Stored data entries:
━━━━━━━━━━━━━━━━━━━━━━━━━━━━━━
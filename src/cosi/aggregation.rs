// Copyright 2019 Stichting Organism
//
// Licensed under the Apache License, Version 2.0 (the "License");
// you may not use this file except in compliance with the License.
// You may obtain a copy of the License at
//
//     http://www.apache.org/licenses/LICENSE-2.0
//
// Unless required by applicable law or agreed to in writing, software
// distributed under the License is distributed on an "AS IS" BASIS,
// WITHOUT WARRANTIES OR CONDITIONS OF ANY KIND, either express or implied.
// See the License for the specific language governing permissions and
// limitations under the License.

//! Implementation of CoSi key, commitment and signature aggregation.
//!
//! Aggregates are plain sums with no per-key delinearization factor, so
//! they do not depend on the order contributions arrive in.

use curve25519_dalek::{
    edwards::EdwardsPoint,
    scalar::Scalar,
    traits::IsIdentity,
};
use tracing::warn;

use crate::cosi::{Commitment, PartialSignature};
use crate::errors::CosiError;
use crate::keys::PublicKey;
use crate::signature::Signature;

/// Sum a non-empty sequence of points.
///
/// An identity result is returned as is; it only happens when the inputs
/// cancel out, and callers that care must check the participant set.
pub fn combine_points<I>(points: I) -> Result<EdwardsPoint, CosiError>
where
    I: IntoIterator<Item = EdwardsPoint>,
{
    let mut points = points.into_iter();
    let first = points.next().ok_or(CosiError::EmptyInput)?;
    let sum = points.fold(first, |acc, p| acc + p);

    if sum.is_identity() {
        warn!("aggregated point is the identity");
    }

    Ok(sum)
}

/// Sum a non-empty sequence of scalars mod L.
pub fn combine_scalars<I>(scalars: I) -> Result<Scalar, CosiError>
where
    I: IntoIterator<Item = Scalar>,
{
    let mut scalars = scalars.into_iter();
    let first = scalars.next().ok_or(CosiError::EmptyInput)?;
    Ok(scalars.fold(first, |acc, s| acc + s))
}

/// Aggregate the participants' public keys into the key the collective
/// signature verifies against.
pub fn combine_keys(public_keys: &[PublicKey]) -> Result<PublicKey, CosiError> {
    combine_points(public_keys.iter().map(|pk| pk.into_point())).map(PublicKey::from_point)
}

/// Aggregate the participants' commitments for one message.
pub fn combine_commitments(commitments: &[Commitment]) -> Result<Commitment, CosiError> {
    combine_points(commitments.iter().map(|c| *c.as_point())).map(Commitment::from_point)
}

/// Sum the partial signatures into the response scalar `S`.
pub fn combine_partials(partials: &[PartialSignature]) -> Result<Scalar, CosiError> {
    combine_scalars(partials.iter().map(|s| s.0))
}

/// Assemble the final `R || S` signature.
pub fn combine_signature(
    aggregate_commitment: &Commitment,
    partials: &[PartialSignature],
) -> Result<Signature, CosiError> {
    let s = combine_partials(partials)?;
    Ok(Signature::from_parts(*aggregate_commitment.as_compressed(), s))
}
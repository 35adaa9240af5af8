// Copyright 2019 Stichting Organism
//
// Licensed under the Apache License, Version 2.0 (the "License");
// you may not use this file except in compliance with the License.
// You may obtain a copy of the License at
//
//     http://www.apache.org/licenses/LICENSE-2.0
//
// Unless required by applicable law or agreed to in writing, software
// distributed under the License is distributed on an "AS IS" BASIS,
// WITHOUT WARRANTIES OR CONDITIONS OF ANY KIND, either express or implied.
// See the License for the specific language governing permissions and
// limitations under the License.

//! CoSi Ceremony
//!
//! The coordinator side of one signing ceremony. The participant set and
//! the message are fixed up front; commitments and partial signatures may
//! arrive in any order.

use tracing::{debug, trace};

use crate::cosi::{
    combine_commitments, combine_keys, combine_signature, verify_partial, Commitment,
    PartialSignature,
};
use crate::errors::{CeremonyError, CosiError};
use crate::keys::PublicKey;
use crate::signature::Signature;

/// CoSi State Machine, 2 round interactive protocol
#[derive(Clone, Debug, PartialEq, Eq)]
pub enum CeremonyState {
    /// Signers publish their nonce commitments, round 1
    CommitmentCollection,
    /// Signers return partial signatures over the aggregate commitment, round 2
    SignatureCollection,
    /// The collective signature is assembled
    Finalized(Signature),
    /// A partial signature failed to verify; the ceremony must be restarted
    Failed,
}

/// A member of the ceremony
#[derive(Clone, Debug)]
struct Parti {
    /// The public key that they are using
    pubkey: PublicKey,
    /// This members round 1 commitment
    commitment: Option<Commitment>,
    /// This members round 2 partial signature
    partial: Option<PartialSignature>,
}

/// One collective signing ceremony over a fixed message and participant set.
#[derive(Clone, Debug)]
pub struct Ceremony {
    message: Vec<u8>,
    /// All people in the protocol, in key order
    parties: Vec<Parti>,
    /// The combined key from all keys in this session
    aggregate_key: PublicKey,
    /// Sum of the round 1 commitments, set once all are in
    aggregate_commitment: Option<Commitment>,
    state: CeremonyState,
}

impl Ceremony {
    /// Fix the message and participant set and compute the aggregate key.
    pub fn new(message: &[u8], public_keys: &[PublicKey]) -> Result<Ceremony, CosiError> {
        let aggregate_key = combine_keys(public_keys)?;

        for (index, pk) in public_keys.iter().enumerate() {
            if public_keys[..index].contains(pk) {
                return Err(CeremonyError::DuplicateParticipant { index }.into());
            }
        }

        trace!(participants = public_keys.len(), "ceremony started");

        Ok(Ceremony {
            message: message.to_vec(),
            parties: public_keys
                .iter()
                .map(|pk| Parti {
                    pubkey: *pk,
                    commitment: None,
                    partial: None,
                })
                .collect(),
            aggregate_key,
            aggregate_commitment: None,
            state: CeremonyState::CommitmentCollection,
        })
    }

    /// The message being signed.
    pub fn message(&self) -> &[u8] {
        &self.message
    }

    /// The key the final signature verifies against.
    pub fn aggregate_key(&self) -> &PublicKey {
        &self.aggregate_key
    }

    /// The aggregate commitment, once every participant has committed.
    pub fn aggregate_commitment(&self) -> Option<&Commitment> {
        self.aggregate_commitment.as_ref()
    }

    /// Where the ceremony is.
    pub fn state(&self) -> &CeremonyState {
        &self.state
    }

    /// Number of participants.
    pub fn len(&self) -> usize {
        self.parties.len()
    }

    /// Always false, a ceremony has at least one participant.
    pub fn is_empty(&self) -> bool {
        self.parties.is_empty()
    }

    /// Position of `pk` in the participant set.
    pub fn index_of(&self, pk: &PublicKey) -> Result<usize, CosiError> {
        self.parties
            .iter()
            .position(|p| p.pubkey == *pk)
            .ok_or_else(|| CeremonyError::UnknownParticipant.into())
    }

    /// Round 1: record the commitment of `pk`.
    ///
    /// When the last commitment arrives the aggregate commitment is computed
    /// and the ceremony moves on to collecting partial signatures.
    pub fn add_commitment(&mut self, pk: &PublicKey, commitment: Commitment) -> Result<(), CosiError> {
        if self.state != CeremonyState::CommitmentCollection {
            return Err(CeremonyError::WrongState.into());
        }

        let index = self.index_of(pk)?;
        let parti = &mut self.parties[index];
        if parti.commitment.is_some() {
            return Err(CeremonyError::DuplicateContribution { index }.into());
        }
        parti.commitment = Some(commitment);
        trace!(index, "commitment received");

        if self.parties.iter().all(|p| p.commitment.is_some()) {
            let commitments: Vec<Commitment> =
                self.parties.iter().filter_map(|p| p.commitment).collect();
            self.aggregate_commitment = Some(combine_commitments(&commitments)?);
            self.state = CeremonyState::SignatureCollection;
            trace!("all commitments received");
        }

        Ok(())
    }

    /// Round 2: record and check the partial signature of `pk`.
    ///
    /// A share that does not verify fails the whole ceremony. When the last
    /// share arrives the collective signature is assembled.
    pub fn add_partial(&mut self, pk: &PublicKey, partial: PartialSignature) -> Result<(), CosiError> {
        let aggregate_commitment = match (&self.state, self.aggregate_commitment) {
            (CeremonyState::SignatureCollection, Some(r)) => r,
            _ => return Err(CeremonyError::WrongState.into()),
        };

        let index = self.index_of(pk)?;
        if self.parties[index].partial.is_some() {
            return Err(CeremonyError::DuplicateContribution { index }.into());
        }

        let commitment = self.parties[index]
            .commitment
            .ok_or(CosiError::Ceremony { kind: CeremonyError::WrongState })?;

        if let Err(err) = verify_partial(
            &self.message,
            pk,
            &commitment,
            &self.aggregate_key,
            &aggregate_commitment,
            &partial,
            index,
        ) {
            debug!(index, "ceremony failed");
            self.state = CeremonyState::Failed;
            return Err(err);
        }

        self.parties[index].partial = Some(partial);
        trace!(index, "partial signature received");

        if self.parties.iter().all(|p| p.partial.is_some()) {
            let partials: Vec<PartialSignature> =
                self.parties.iter().filter_map(|p| p.partial).collect();
            let signature = combine_signature(&aggregate_commitment, &partials)?;
            self.state = CeremonyState::Finalized(signature);
            trace!("ceremony finalized");
        }

        Ok(())
    }

    /// The collective signature of a finalized ceremony.
    pub fn signature(&self) -> Result<Signature, CosiError> {
        match &self.state {
            CeremonyState::Finalized(signature) => Ok(*signature),
            _ => Err(CeremonyError::WrongState.into()),
        }
    }
}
━━━━━━━━━━━━━━━━━━━━━━━━━━━━━━
● TASK DETAILS:
A single number is the answer here: how many lines above carry the string "signing"?

● WORKED SOLUTION:
2